- _TASK INPUTS_:
***

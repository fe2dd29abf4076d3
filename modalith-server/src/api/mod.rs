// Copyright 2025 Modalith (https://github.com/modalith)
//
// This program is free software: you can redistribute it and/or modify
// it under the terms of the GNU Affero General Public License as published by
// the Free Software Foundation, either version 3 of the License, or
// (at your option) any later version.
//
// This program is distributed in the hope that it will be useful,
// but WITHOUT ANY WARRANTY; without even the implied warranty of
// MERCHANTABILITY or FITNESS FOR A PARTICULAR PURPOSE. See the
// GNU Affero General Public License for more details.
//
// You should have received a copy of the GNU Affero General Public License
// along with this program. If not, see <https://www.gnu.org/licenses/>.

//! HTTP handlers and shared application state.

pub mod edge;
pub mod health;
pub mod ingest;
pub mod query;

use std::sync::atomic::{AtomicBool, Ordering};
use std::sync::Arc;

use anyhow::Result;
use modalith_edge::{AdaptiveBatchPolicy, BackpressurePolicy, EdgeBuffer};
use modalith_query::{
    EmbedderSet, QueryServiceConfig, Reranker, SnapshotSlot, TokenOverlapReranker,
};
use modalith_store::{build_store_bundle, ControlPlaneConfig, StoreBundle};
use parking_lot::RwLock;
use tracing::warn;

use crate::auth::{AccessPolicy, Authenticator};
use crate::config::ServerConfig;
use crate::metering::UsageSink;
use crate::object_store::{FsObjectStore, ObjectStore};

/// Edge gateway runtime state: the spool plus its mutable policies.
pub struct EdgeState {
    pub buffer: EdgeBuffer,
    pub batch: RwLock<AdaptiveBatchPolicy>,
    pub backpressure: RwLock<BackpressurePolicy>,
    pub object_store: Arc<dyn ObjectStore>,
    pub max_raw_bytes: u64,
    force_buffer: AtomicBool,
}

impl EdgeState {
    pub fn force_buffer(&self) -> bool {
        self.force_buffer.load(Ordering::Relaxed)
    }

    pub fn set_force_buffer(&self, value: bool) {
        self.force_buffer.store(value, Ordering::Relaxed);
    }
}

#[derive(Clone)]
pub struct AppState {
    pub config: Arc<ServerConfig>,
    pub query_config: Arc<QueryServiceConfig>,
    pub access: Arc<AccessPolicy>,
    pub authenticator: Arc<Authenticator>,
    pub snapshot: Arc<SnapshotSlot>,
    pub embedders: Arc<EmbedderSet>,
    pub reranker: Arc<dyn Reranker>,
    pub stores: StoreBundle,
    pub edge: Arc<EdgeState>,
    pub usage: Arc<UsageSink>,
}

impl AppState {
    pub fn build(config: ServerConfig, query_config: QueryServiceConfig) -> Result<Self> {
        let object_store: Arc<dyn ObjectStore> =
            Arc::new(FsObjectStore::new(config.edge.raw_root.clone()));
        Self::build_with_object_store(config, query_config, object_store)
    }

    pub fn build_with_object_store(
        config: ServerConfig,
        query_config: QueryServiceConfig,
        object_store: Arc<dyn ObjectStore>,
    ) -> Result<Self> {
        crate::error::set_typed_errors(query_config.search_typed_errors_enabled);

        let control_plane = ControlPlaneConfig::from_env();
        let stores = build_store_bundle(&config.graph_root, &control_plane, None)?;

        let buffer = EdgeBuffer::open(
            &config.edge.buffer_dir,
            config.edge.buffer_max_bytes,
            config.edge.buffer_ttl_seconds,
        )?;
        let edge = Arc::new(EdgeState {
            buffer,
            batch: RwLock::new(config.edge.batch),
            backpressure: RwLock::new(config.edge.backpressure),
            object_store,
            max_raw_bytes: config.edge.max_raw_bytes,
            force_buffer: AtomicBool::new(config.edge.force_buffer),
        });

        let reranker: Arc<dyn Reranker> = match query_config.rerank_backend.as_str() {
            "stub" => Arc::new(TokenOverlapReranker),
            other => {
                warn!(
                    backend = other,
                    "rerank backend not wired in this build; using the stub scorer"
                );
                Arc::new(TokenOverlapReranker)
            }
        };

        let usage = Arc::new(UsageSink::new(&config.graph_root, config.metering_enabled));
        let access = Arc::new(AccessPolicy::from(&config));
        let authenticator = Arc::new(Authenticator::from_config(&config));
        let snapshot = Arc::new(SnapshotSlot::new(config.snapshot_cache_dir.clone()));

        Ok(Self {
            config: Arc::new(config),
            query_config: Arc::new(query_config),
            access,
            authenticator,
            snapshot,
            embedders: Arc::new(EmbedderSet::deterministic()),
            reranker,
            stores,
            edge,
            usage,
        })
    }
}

***

- _WORK TO BE COMPLETED_: Word for word, transcribe all of the records.

- _RESULT FOR THIS EXERCISE_:
repository fe2dd29abf4076d3
filename modalith-server/src/api/mod.rs
// Copyright 2025 Modalith (https://github.com/modalith)
//
// This program is free software: you can redistribute it and/or modify
// it under the terms of the GNU Affero General Public License as published by
// the Free Software Foundation, either version 3 of the License, or
// (at your option) any later version.
//
// This program is distributed in the hope that it will be useful,
// but WITHOUT ANY WARRANTY; without even the implied warranty of
// MERCHANTABILITY or FITNESS FOR A PARTICULAR PURPOSE. See the
// GNU Affero General Public License for more details.
//
// You should have received a copy of the GNU Affero General Public License
// along with this program. If not, see <https://www.gnu.org/licenses/>.

//! HTTP handlers and shared application state.

pub mod edge;
pub mod health;
pub mod ingest;
pub mod query;

use std::sync::atomic::{AtomicBool, Ordering};
use std::sync::Arc;

use anyhow::Result;
use modalith_edge::{AdaptiveBatchPolicy, BackpressurePolicy, EdgeBuffer};
use modalith_query::{
    EmbedderSet, QueryServiceConfig, Reranker, SnapshotSlot, TokenOverlapReranker,
};
use modalith_store::{build_store_bundle, ControlPlaneConfig, StoreBundle};
use parking_lot::RwLock;
use tracing::warn;

use crate::auth::{AccessPolicy, Authenticator};
use crate::config::ServerConfig;
use crate::metering::UsageSink;
use crate::object_store::{FsObjectStore, ObjectStore};

/// Edge gateway runtime state: the spool plus its mutable policies.
pub struct EdgeState {
    pub buffer: EdgeBuffer,
    pub batch: RwLock<AdaptiveBatchPolicy>,
    pub backpressure: RwLock<BackpressurePolicy>,
    pub object_store: Arc<dyn ObjectStore>,
    pub max_raw_bytes: u64,
    force_buffer: AtomicBool,
}

impl EdgeState {
    pub fn force_buffer(&self) -> bool {
        self.force_buffer.load(Ordering::Relaxed)
    }

    pub fn set_force_buffer(&self, value: bool) {
        self.force_buffer.store(value, Ordering::Relaxed);
    }
}

#[derive(Clone)]
pub struct AppState {
    pub config: Arc<ServerConfig>,
    pub query_config: Arc<QueryServiceConfig>,
    pub access: Arc<AccessPolicy>,
    pub authenticator: Arc<Authenticator>,
    pub snapshot: Arc<SnapshotSlot>,
    pub embedders: Arc<EmbedderSet>,
    pub reranker: Arc<dyn Reranker>,
    pub stores: StoreBundle,
    pub edge: Arc<EdgeState>,
    pub usage: Arc<UsageSink>,
}

impl AppState {
    pub fn build(config: ServerConfig, query_config: QueryServiceConfig) -> Result<Self> {
        let object_store: Arc<dyn ObjectStore> =
            Arc::new(FsObjectStore::new(config.edge.raw_root.clone()));
        Self::build_with_object_store(config, query_config, object_store)
    }

    pub fn build_with_object_store(
        config: ServerConfig,
        query_config: QueryServiceConfig,
        object_store: Arc<dyn ObjectStore>,
    ) -> Result<Self> {
        crate::error::set_typed_errors(query_config.search_typed_errors_enabled);

        let control_plane = ControlPlaneConfig::from_env();
        let stores = build_store_bundle(&config.graph_root, &control_plane, None)?;

        let buffer = EdgeBuffer::open(
            &config.edge.buffer_dir,
            config.edge.buffer_max_bytes,
            config.edge.buffer_ttl_seconds,
        )?;
        let edge = Arc::new(EdgeState {
            buffer,
            batch: RwLock::new(config.edge.batch),
            backpressure: RwLock::new(config.edge.backpressure),
            object_store,
            max_raw_bytes: config.edge.max_raw_bytes,
            force_buffer: AtomicBool::new(config.edge.force_buffer),
        });

        let reranker: Arc<dyn Reranker> = match query_config.rerank_backend.as_str() {
            "stub" => Arc::new(TokenOverlapReranker),
            other => {
                warn!(
                    backend = other,
                    "rerank backend not wired in this build; using the stub scorer"
                );
                Arc::new(TokenOverlapReranker)
            }
        };

        let usage = Arc::new(UsageSink::new(&config.graph_root, config.metering_enabled));
        let access = Arc::new(AccessPolicy::from(&config));
        let authenticator = Arc::new(Authenticator::from_config(&config));
        let snapshot = Arc::new(SnapshotSlot::new(config.snapshot_cache_dir.clone()));

        Ok(Self {
            config: Arc::new(config),
            query_config: Arc::new(query_config),
            access,
            authenticator,
            snapshot,
            embedders: Arc::new(EmbedderSet::deterministic()),
            reranker,
            stores,
            edge,
            usage,
        })
    }
}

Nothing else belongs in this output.